Please do watch the video I linked to — it was a surprise to the people whose cubesat design they lightly modified, that they didn't need to fill all voids with epoxy resin.

> I am not sure you can scale it to 100k+ Gs for weeks, for a postage stamp sized payload that has to be almost perfectly flat - that just seems like a completely different problem domain.

If anything, I expect "flat postage stamp" to be easier, even with a 100x increase in G-forces. Thin structure in compression -> total forces are still low. Balancing a fully laden lorry on a 10cm cube of steel (7.5kg vs 50 tons ~= 6,000x) seems borderline in the way that balancing a 10cm cube of steel on top of 1cm^2 of 80 gsm paper (=8mg vs 7.5kg ~= 937500) doesn't.

(Edit: forgot density of steel, thought it was 5 not 7.5)

> I think the idea bears further investigation, but the omission from the paper feels a bit odd.

100%. It does feel a bit like it's formalising my shower thoughts.

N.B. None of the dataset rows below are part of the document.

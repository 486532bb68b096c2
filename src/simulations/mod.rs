//! Scenario-based simulations.
//!
//! Each attack family is a `ScenarioBank` holding static scenarios. A
//! learner picks one option; evaluation is a plain equality check against
//! the options flagged correct.

mod baiting;
mod phishing;
mod pretexting;
mod quid_pro_quo;

use rand::seq::IndexedRandom;
use serde::{Deserialize, Serialize};
use thiserror::Error;

pub use baiting::BaitingBank;
pub use phishing::PhishingBank;
pub use pretexting::PretextingBank;
pub use quid_pro_quo::QuidProQuoBank;

pub const SIMULATION_PASSING_SCORE: i64 = 70;

#[derive(Debug, Clone, Copy, PartialEq, Eq, Hash, Serialize, Deserialize)]
#[serde(rename_all = "snake_case")]
pub enum SimulationType {
    Phishing,
    Pretexting,
    Baiting,
    QuidProQuo,
}

impl SimulationType {
    pub const ALL: [SimulationType; 4] = [
        SimulationType::Phishing,
        SimulationType::Pretexting,
        SimulationType::Baiting,
        SimulationType::QuidProQuo,
    ];

    pub fn parse(value: &str) -> Option<Self> {
        match value.trim().to_ascii_lowercase().as_str() {
            "phishing" => Some(Self::Phishing),
            "pretexting" => Some(Self::Pretexting),
            "baiting" => Some(Self::Baiting),
            "quid_pro_quo" | "quid-pro-quo" => Some(Self::QuidProQuo),
            _ => None,
        }
    }

    pub fn as_str(&self) -> &'static str {
        match self {
            Self::Phishing => "phishing",
            Self::Pretexting => "pretexting",
            Self::Baiting => "baiting",
            Self::QuidProQuo => "quid_pro_quo",
        }
    }

    pub fn label(&self) -> &'static str {
        match self {
            Self::Phishing => "Phishing",
            Self::Pretexting => "Pretexting",
            Self::Baiting => "Baiting",
            Self::QuidProQuo => "Quid Pro Quo",
        }
    }
}

impl std::fmt::Display for SimulationType {
    fn fmt(&self, f: &mut std::fmt::Formatter<'_>) -> std::fmt::Result {
        f.write_str(self.as_str())
    }
}

#[derive(Debug, Clone, Copy, Serialize)]
#[serde(tag = "kind", rename_all = "snake_case")]
pub enum ScenarioContext {
    Email {
        sender: &'static str,
        subject: &'static str,
        body: &'static str,
    },
    Call {
        caller: &'static str,
        script: &'static str,
    },
    Situation {
        text: &'static str,
    },
}

#[derive(Debug, Clone, Copy, Serialize)]
pub struct ScenarioOption {
    pub id: &'static str,
    pub text: &'static str,
    pub correct: bool,
    pub explanation: &'static str,
}

#[derive(Debug, Clone, Copy, Serialize)]
pub struct Scenario {
    pub id: u32,
    pub title: &'static str,
    pub description: &'static str,
    pub context: ScenarioContext,
    pub options: [ScenarioOption; 4],
}

/// What a learner sees before choosing: no answer key, no explanations.
#[derive(Debug, Clone, Serialize)]
#[serde(rename_all = "camelCase")]
pub struct PublicScenario {
    pub simulation_type: SimulationType,
    pub id: u32,
    pub title: &'static str,
    pub description: &'static str,
    pub context: ScenarioContext,
    pub options: Vec<PublicOption>,
}

#[derive(Debug, Clone, Serialize)]
pub struct PublicOption {
    pub id: &'static str,
    pub text: &'static str,
}

#[derive(Debug, Clone, Serialize)]
#[serde(rename_all = "camelCase")]
pub struct OptionFeedback {
    pub id: &'static str,
    pub text: &'static str,
    pub correct: bool,
    pub explanation: &'static str,
}

#[derive(Debug, Clone, Serialize)]
#[serde(rename_all = "camelCase")]
pub struct Evaluation {
    pub scenario_id: u32,
    pub chosen_option: String,
    pub correct: bool,
    pub score: i64,
    pub passed: bool,
    pub explanation: &'static str,
    pub correct_options: Vec<&'static str>,
    pub feedback: Vec<OptionFeedback>,
}

#[derive(Debug, Error, PartialEq, Eq)]
pub enum SimulationError {
    #[error("unknown simulation type: {0}")]
    UnknownType(String),
    #[error("scenario {0} does not exist")]
    UnknownScenario(u32),
    #[error("option '{0}' is not part of this scenario")]
    UnknownOption(String),
    #[error("no scenarios available")]
    Empty,
}

pub trait ScenarioBank: Send + Sync {
    fn kind(&self) -> SimulationType;

    fn scenarios(&self) -> &'static [Scenario];

    fn random_scenario(&self) -> Result<&'static Scenario, SimulationError> {
        let mut rng = rand::rng();
        self.scenarios()
            .choose(&mut rng)
            .ok_or(SimulationError::Empty)
    }

    fn scenario_by_id(&self, id: u32) -> Option<&'static Scenario> {
        self.scenarios().iter().find(|scenario| scenario.id == id)
    }

    fn correct_options(&self, scenario: &Scenario) -> Vec<&'static str> {
        scenario
            .options
            .iter()
            .filter(|option| option.correct)
            .map(|option| option.id)
            .collect()
    }

    fn evaluate(&self, scenario: &Scenario, choice: &str) -> Result<Evaluation, SimulationError> {
        let choice = choice.trim().to_ascii_lowercase();
        let chosen = scenario
            .options
            .iter()
            .find(|option| option.id == choice)
            .ok_or_else(|| SimulationError::UnknownOption(choice.clone()))?;

        let score = if chosen.correct { 100 } else { 0 };

        Ok(Evaluation {
            scenario_id: scenario.id,
            chosen_option: choice,
            correct: chosen.correct,
            score,
            passed: score >= SIMULATION_PASSING_SCORE,
            explanation: chosen.explanation,
            correct_options: self.correct_options(scenario),
            feedback: scenario
                .options
                .iter()
                .map(|option| OptionFeedback {
                    id: option.id,
                    text: option.text,
                    correct: option.correct,
                    explanation: option.explanation,
                })
                .collect(),
        })
    }

    fn public_view(&self, scenario: &Scenario) -> PublicScenario {
        PublicScenario {
            simulation_type: self.kind(),
            id: scenario.id,
            title: scenario.title,
            description: scenario.description,
            context: scenario.context,
            options: scenario
                .options
                .iter()
                .map(|option| PublicOption {
                    id: option.id,
                    text: option.text,
                })
                .collect(),
        }
    }
}

static PHISHING: PhishingBank = PhishingBank;
static PRETEXTING: PretextingBank = PretextingBank;
static BAITING: BaitingBank = BaitingBank;
static QUID_PRO_QUO: QuidProQuoBank = QuidProQuoBank;

pub fn bank_for(kind: SimulationType) -> &'static dyn ScenarioBank {
    match kind {
        SimulationType::Phishing => &PHISHING,
        SimulationType::Pretexting => &PRETEXTING,
        SimulationType::Baiting => &BAITING,
        SimulationType::QuidProQuo => &QUID_PRO_QUO,
    }
}

#[cfg(test)]
mod tests {
    use super::*;

    #[test]
    fn parse_round_trips_every_kind() {
        for kind in SimulationType::ALL {
            assert_eq!(SimulationType::parse(kind.as_str()), Some(kind));
        }
        assert_eq!(SimulationType::parse("tailgating"), None);
    }

    #[test]
    fn every_bank_has_four_well_formed_scenarios() {
        for kind in SimulationType::ALL {
            let bank = bank_for(kind);
            assert_eq!(bank.kind(), kind);
            assert_eq!(bank.scenarios().len(), 4);
            for scenario in bank.scenarios() {
                assert!(!bank.correct_options(scenario).is_empty());
                let ids: Vec<&str> = scenario.options.iter().map(|o| o.id).collect();
                assert_eq!(ids, vec!["a", "b", "c", "d"]);
            }
        }
    }

    #[test]
    fn usb_drive_scenario_rewards_reporting() {
        let bank = bank_for(SimulationType::Baiting);
        let scenario = bank.scenario_by_id(1).expect("scenario 1");
        assert_eq!(scenario.title, "USB Drive Found");

        let plugged_in = bank.evaluate(scenario, "a").unwrap();
        assert!(!plugged_in.correct);
        assert_eq!(plugged_in.score, 0);
        assert!(!plugged_in.passed);

        let reported = bank.evaluate(scenario, "B").unwrap();
        assert!(reported.correct);
        assert_eq!(reported.score, 100);
        assert!(reported.passed);
        assert_eq!(reported.correct_options, vec!["b"]);
    }

    #[test]
    fn scenarios_with_several_safe_choices_accept_each() {
        let bank = bank_for(SimulationType::Phishing);
        let scenario = bank.scenario_by_id(3).expect("password reset scenario");
        assert!(bank.evaluate(scenario, "b").unwrap().correct);
        assert!(bank.evaluate(scenario, "d").unwrap().correct);
        assert!(!bank.evaluate(scenario, "a").unwrap().correct);
    }

    #[test]
    fn unknown_option_is_rejected() {
        let bank = bank_for(SimulationType::Pretexting);
        let scenario = &bank.scenarios()[0];
        assert_eq!(
            bank.evaluate(scenario, "e").unwrap_err(),
            SimulationError::UnknownOption("e".to_string())
        );
    }

    #[test]
    fn public_view_hides_answer_key() {
        let bank = bank_for(SimulationType::QuidProQuo);
        let scenario = bank.random_scenario().unwrap();
        let view = serde_json::to_value(bank.public_view(scenario)).unwrap();
        let text = view.to_string();
        assert!(!text.contains("\"correct\""));
        assert!(!text.contains("explanation"));
        assert_eq!(view["simulationType"], "quid_pro_quo");
    }
}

> Good luck with the novel!

Thanks, I'll need it! >_>

EndsOfnversion 3 days ago | parent [-]

Ah, but that’s the thing it’s not compression it’s tension. Try hanging the same steel cube from the ceiling with a scrap of paper and things get decidedly more difficult.

And even if you can find some magic superglue left in the tube to hold it there, it has to hang there for weeks: A cubist sword of Damocles.

ben_w 3 days ago | parent [-]

The tether is always in tension, in general the payload is allowed to be in either tension (if attached to the tether on the "top") or compression (if in a pouch of the same material as the tether, e.g. shepherd's sling configuration: https://en.wikipedia.org/wiki/Sling_(weapon)), at the preference of the system designer.

EndsOfnversion 3 days ago | parent [-]

It’s a good point: I’d assumed that the plan was to make the payload of basically the same material as the tether/structure, and have it destructively tear-off at the right moment (maybe by having a watching supervisor structure lasering a weak point)

But I think pouching the payload (presumably forming the structure around the payload) just translates the problem into holding a 8kg steel block to the ceiling with 1cm square of paper formed into a harness, and expecting it to hold for weeks.